That’ll Do

Away from MeI have second dog syndrome, and Coda is my fourth shepherd. I am such a beginner. Again. At 11 months old, Coda remains an enigma and a challenge. One friend, listening to my admiring, yet rueful description of her, said that she sounded like a young raven or a crow. Beautiful, smart, wary, clever, and as shiny as a patent leather shoe. Even though she’s pure black, she reflects light. She learned early that if she dropped a marrow bone from some height onto the concrete floor of our house, she might knock the marrow right out of the bone. A corvid trick she’s applied to all her toys, though she hasn’t yet learned to drop rocks into something to raise the water level, like the old Aesop’s fable. That’s coming, though.
She’s so fleet of foot that she seems to fly, sometimes. Terrifyingly, at times, it’s away from me. She has a rear end that looks more like Betty Boop’s than a raven’s tail, so how she moves so fast is a mystery. When she’s walking, it waggles like an off-kilter planet, with loose unctuousness. She loses that waggle when she speeds up. All of a sudden, she’s low and straight and swift, like a panther.
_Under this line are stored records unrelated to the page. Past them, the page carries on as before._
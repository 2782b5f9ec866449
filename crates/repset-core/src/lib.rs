//! Routine authoring and the workout session engine.
//!
//! # Modules
//!
//! - [`authoring`] - drafts to validated routines, and routine editing
//! - [`session`] - the session state machine and its engine
//! - [`aggregates`] - counts and duration estimates over routines
//! - [`collaborators`] - settings, catalog, feedback and notice seams

pub mod aggregates;
pub mod authoring;
pub mod collaborators;
pub mod session;

pub use aggregates::{
    ESTIMATED_WORK_SECONDS_PER_SERIES, estimated_duration_seconds, planned_volume,
    total_series_count, working_series_count,
};
pub use authoring::{AuthoringError, RoutineEditor, build_exercise, build_routine};
pub use collaborators::{
    ExerciseCatalog, Feedback, FeedbackError, FeedbackKind, LogNotifier, MuscleInfo, NoFeedback,
    Notice, Notifier, SettingsProvider, StaticCatalog,
};
pub use session::{
    SessionDeps, SessionEngine, SessionPhase, SessionState, SessionSummaryBuilder, TimerToken,
};
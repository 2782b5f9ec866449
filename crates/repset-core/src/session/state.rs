//! Session state: where the user is in the routine and what has been done.

use serde::Serialize;

use repset_model::{CompletedSeries, Routine};

/// Which kind of rest is running.
#[derive(Debug, Clone, Copy, PartialEq, Eq, Serialize)]
#[serde(rename_all = "camelCase")]
pub enum RestKind {
    /// Between two series of the same exercise.
    Series,
    /// Between two exercises.
    Exercise,
}

/// A completed series whose RPE has not been entered yet.
#[derive(Debug, Clone, Copy, PartialEq, Eq, Serialize)]
#[serde(rename_all = "camelCase")]
pub struct PendingSeries {
    pub exercise_idx: usize,
    pub series_idx: usize,
}

/// Session phase. Exactly one is active at any time.
#[derive(Debug, Clone, PartialEq, Eq, Serialize)]
#[serde(tag = "phase", rename_all = "camelCase")]
pub enum SessionPhase {
    /// Counting down the lead-in before the first series.
    Preparing { remaining: u32 },
    /// Waiting for the user to complete the current series.
    Active,
    /// Counting down a rest.
    Resting {
        kind: RestKind,
        remaining: u32,
        /// Seconds actually rested so far.
        elapsed: u32,
    },
    /// Waiting for the RPE of a just-completed series.
    PendingRpe(PendingSeries),
    /// All series done; terminal.
    Finished,
}

/// Time accumulated during the session, in seconds.
#[derive(Debug, Clone, Copy, Default, PartialEq, Eq, Serialize)]
#[serde(rename_all = "camelCase")]
pub struct SessionTimings {
    pub prep_seconds: u64,
    pub rest_series_seconds: u64,
    pub rest_between_exercises_seconds: u64,
}

#[derive(Debug, Clone, PartialEq, Serialize)]
#[serde(rename_all = "camelCase")]
pub struct SessionState {
    pub(crate) current_exercise_index: usize,
    pub(crate) current_series_index: usize,
    pub(crate) phase: SessionPhase,
    /// Configured lead-in, `0` when the routine has none.
    pub(crate) preparation_time: u32,
    /// Completed series per exercise, indexed like the routine.
    pub(crate) completed_exercises: Vec<Vec<CompletedSeries>>,
    /// RPE input text for the pending series.
    pub(crate) rpe: String,
    pub(crate) timings: SessionTimings,
}

impl SessionState {
    /// Initial state for a routine: preparing when a lead-in is configured,
    /// active otherwise.
    pub fn start(routine: &Routine) -> Self {
        let preparation_time = routine.preparation_seconds().unwrap_or(0);
        let (phase, prep_seconds) = if preparation_time > 0 {
            (
                SessionPhase::Preparing {
                    remaining: preparation_time,
                },
                u64::from(preparation_time),
            )
        } else {
            (SessionPhase::Active, 0)
        };

        Self {
            current_exercise_index: 0,
            current_series_index: 0,
            phase,
            preparation_time,
            completed_exercises: vec![Vec::new(); routine.exercises.len()],
            rpe: String::new(),
            timings: SessionTimings {
                prep_seconds,
                ..SessionTimings::default()
            },
        }
    }

    pub fn phase(&self) -> &SessionPhase {
        &self.phase
    }

    pub fn current_exercise_index(&self) -> usize {
        self.current_exercise_index
    }

    pub fn current_series_index(&self) -> usize {
        self.current_series_index
    }

    pub fn is_resting(&self) -> bool {
        matches!(self.phase, SessionPhase::Resting { .. })
    }

    /// Seconds left in the running rest, `0` when not resting.
    pub fn rest_time(&self) -> u32 {
        match self.phase {
            SessionPhase::Resting { remaining, .. } => remaining,
            _ => 0,
        }
    }

    pub fn rest_type(&self) -> Option<RestKind> {
        match self.phase {
            SessionPhase::Resting { kind, .. } => Some(kind),
            _ => None,
        }
    }

    pub fn is_preparation(&self) -> bool {
        matches!(self.phase, SessionPhase::Preparing { .. })
    }

    /// Seconds left in the lead-in, `0` once it is over.
    pub fn preparation_remaining(&self) -> u32 {
        match self.phase {
            SessionPhase::Preparing { remaining } => remaining,
            _ => 0,
        }
    }

    pub fn preparation_time(&self) -> u32 {
        self.preparation_time
    }

    pub fn routine_finished(&self) -> bool {
        self.phase == SessionPhase::Finished
    }

    pub fn pending_series(&self) -> Option<PendingSeries> {
        match self.phase {
            SessionPhase::PendingRpe(pending) => Some(pending),
            _ => None,
        }
    }

    pub fn rpe_input(&self) -> &str {
        &self.rpe
    }

    pub fn completed_exercises(&self) -> &[Vec<CompletedSeries>] {
        &self.completed_exercises
    }

    pub fn completed_series_count(&self) -> usize {
        self.completed_exercises.iter().map(Vec::len).sum()
    }

    pub fn timings(&self) -> SessionTimings {
        self.timings
    }
}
Coda can be utterly charming—flinging herself on me with abandon, wanting me to put my head down so she can lick my ears, or lying on her back, her white teeth flashing, eyes rolling, bubblegum pink tongue lolling out of her mouth, leaping over to her crate, and pushing the door latches over, and flipping the door open with her nose, so she can get ready for the peanut butter bone I’m preparing. Occasionally, she will gaze up with such affection when she’s heeling that it gives my heart a brief hitch, and I momentarily see what our relationship might be like. Her nose and her hunt drive? Both are over the top. I’ve trained her on old bones, on buried hides, on faint scent that so faint I wonder whether she’ll recognize it. She does; focusing on scent work isn’t a problem. But right now, unless we are training in an abandoned warehouse, she is constrained on a long lead or parachute cord. I have little rope burns around my ankles and my fingers, though I’ve created training gloves out of gardening gloves.
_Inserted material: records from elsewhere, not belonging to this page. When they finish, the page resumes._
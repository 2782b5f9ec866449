//! Exercise catalog loading.

use std::fs;
use std::path::Path;

use anyhow::{Context, Result};

use repset_core::StaticCatalog;

const BUILTIN_CATALOG: &str = include_str!("../data/catalog.json");

/// The catalog shipped with the binary.
pub fn builtin_catalog() -> Result<StaticCatalog> {
    StaticCatalog::from_json(BUILTIN_CATALOG).context("parse built-in exercise catalog")
}

/// Catalog from `path`, or the built-in one.
pub fn load_catalog(path: Option<&Path>) -> Result<StaticCatalog> {
    let Some(path) = path else {
        return builtin_catalog();
    };
    let content =
        fs::read_to_string(path).with_context(|| format!("read catalog {}", path.display()))?;
    let catalog = StaticCatalog::from_json(&content)
        .with_context(|| format!("parse catalog {}", path.display()))?;
    tracing::info!(path = %path.display(), entries = catalog.len(), "loaded exercise catalog");
    Ok(catalog)
}
//! Numeric normalization utilities.

use repset_model::{DEFAULT_RPE, MAX_RPE};

/// Parses a string as f64, returning None for invalid, empty or non-finite input.
///
/// A lone `,` is accepted as the decimal separator (`"12,5"` -> `12.5`).
pub fn parse_f64(value: &str) -> Option<f64> {
    let trimmed = value.trim();
    if trimmed.is_empty() {
        return None;
    }
    let parsed = if trimmed.contains(',') && !trimmed.contains('.') {
        trimmed.replacen(',', ".", 1).parse::<f64>().ok()
    } else {
        trimmed.parse::<f64>().ok()
    };
    parsed.filter(|v| v.is_finite())
}

/// Parses a string as i64, returning None for invalid or empty strings.
pub fn parse_i64(value: &str) -> Option<i64> {
    if value.trim().is_empty() {
        return None;
    }
    value.trim().parse::<i64>().ok()
}

/// Parsed value when it is a non-negative number, `0` otherwise.
pub fn non_negative(value: Option<&str>) -> f64 {
    match value.and_then(parse_f64) {
        Some(v) if v > 0.0 => v,
        _ => 0.0,
    }
}

/// Whether the text parses to a strictly positive number.
pub fn is_positive(value: Option<&str>) -> bool {
    value.and_then(parse_f64).is_some_and(|v| v > 0.0)
}

/// Repetition count: non-negative, fractional part dropped.
pub fn parse_reps(value: Option<&str>) -> u32 {
    // `as` saturates, so absurdly large counts clamp to u32::MAX
    non_negative(value).floor() as u32
}

/// RPE on the 0..=10 scale.
///
/// The value is read as an integer; a decimal is truncated toward zero.
/// Anything unparsable or outside the scale becomes [`DEFAULT_RPE`].
pub fn parse_rpe(value: Option<&str>) -> u8 {
    let Some(text) = value else {
        return DEFAULT_RPE;
    };
    let parsed = parse_i64(text).or_else(|| parse_f64(text).map(|v| v.trunc() as i64));
    match parsed {
        Some(v) if (0..=i64::from(MAX_RPE)).contains(&v) => v as u8,
        _ => DEFAULT_RPE,
    }
}

/// Formats a floating-point number as a string without trailing zeros.
pub fn format_numeric(v: f64) -> String {
    let s = format!("{v}");
    if !s.contains('.') {
        return s;
    }
    s.trim_end_matches('0').trim_end_matches('.').to_string()
}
I’ve never had a German shepherd who didn’t reliably come when called, who thinks that chasing wild things is far better than tug toys, better than smelly liver treats, far better than anything I can offer. Far better, especially, than me. Perhaps I can be more exciting as pee on a tree, as one K9 trainer exhorts me to be, but I can’t be more exciting than a bunny running. Prey drive, her breeder, Kathy Holbert, told me, is tough. Coda comes by it honestly, genetically; now she needs to re-channel it, and I need to help.
It’s going to be slow. Obedience, obedience, obedience. Swift correction and redirection when she starts to stare and hackle. At our house, for Coda, every day is a bunny day. For her, it would be worth it to go through the closed window. For me, it’s not so much of a bonne idée. I correct, ask her to do something to refocus on me, and reward. Games when possible. In the meantime, I feel like an old-fashioned parent, the not-fun one, imposing new boundaries, restricting freedom. I have friends inside and outside the dog world who tell me that this is my challenge, like a difficult daughter who will, as an adult, help me run with the wolves. I just want her recall to come back to where it was when she was six months old. I want her current Away From Me (apologies to all experienced herding dogs), to become a That’ll Do.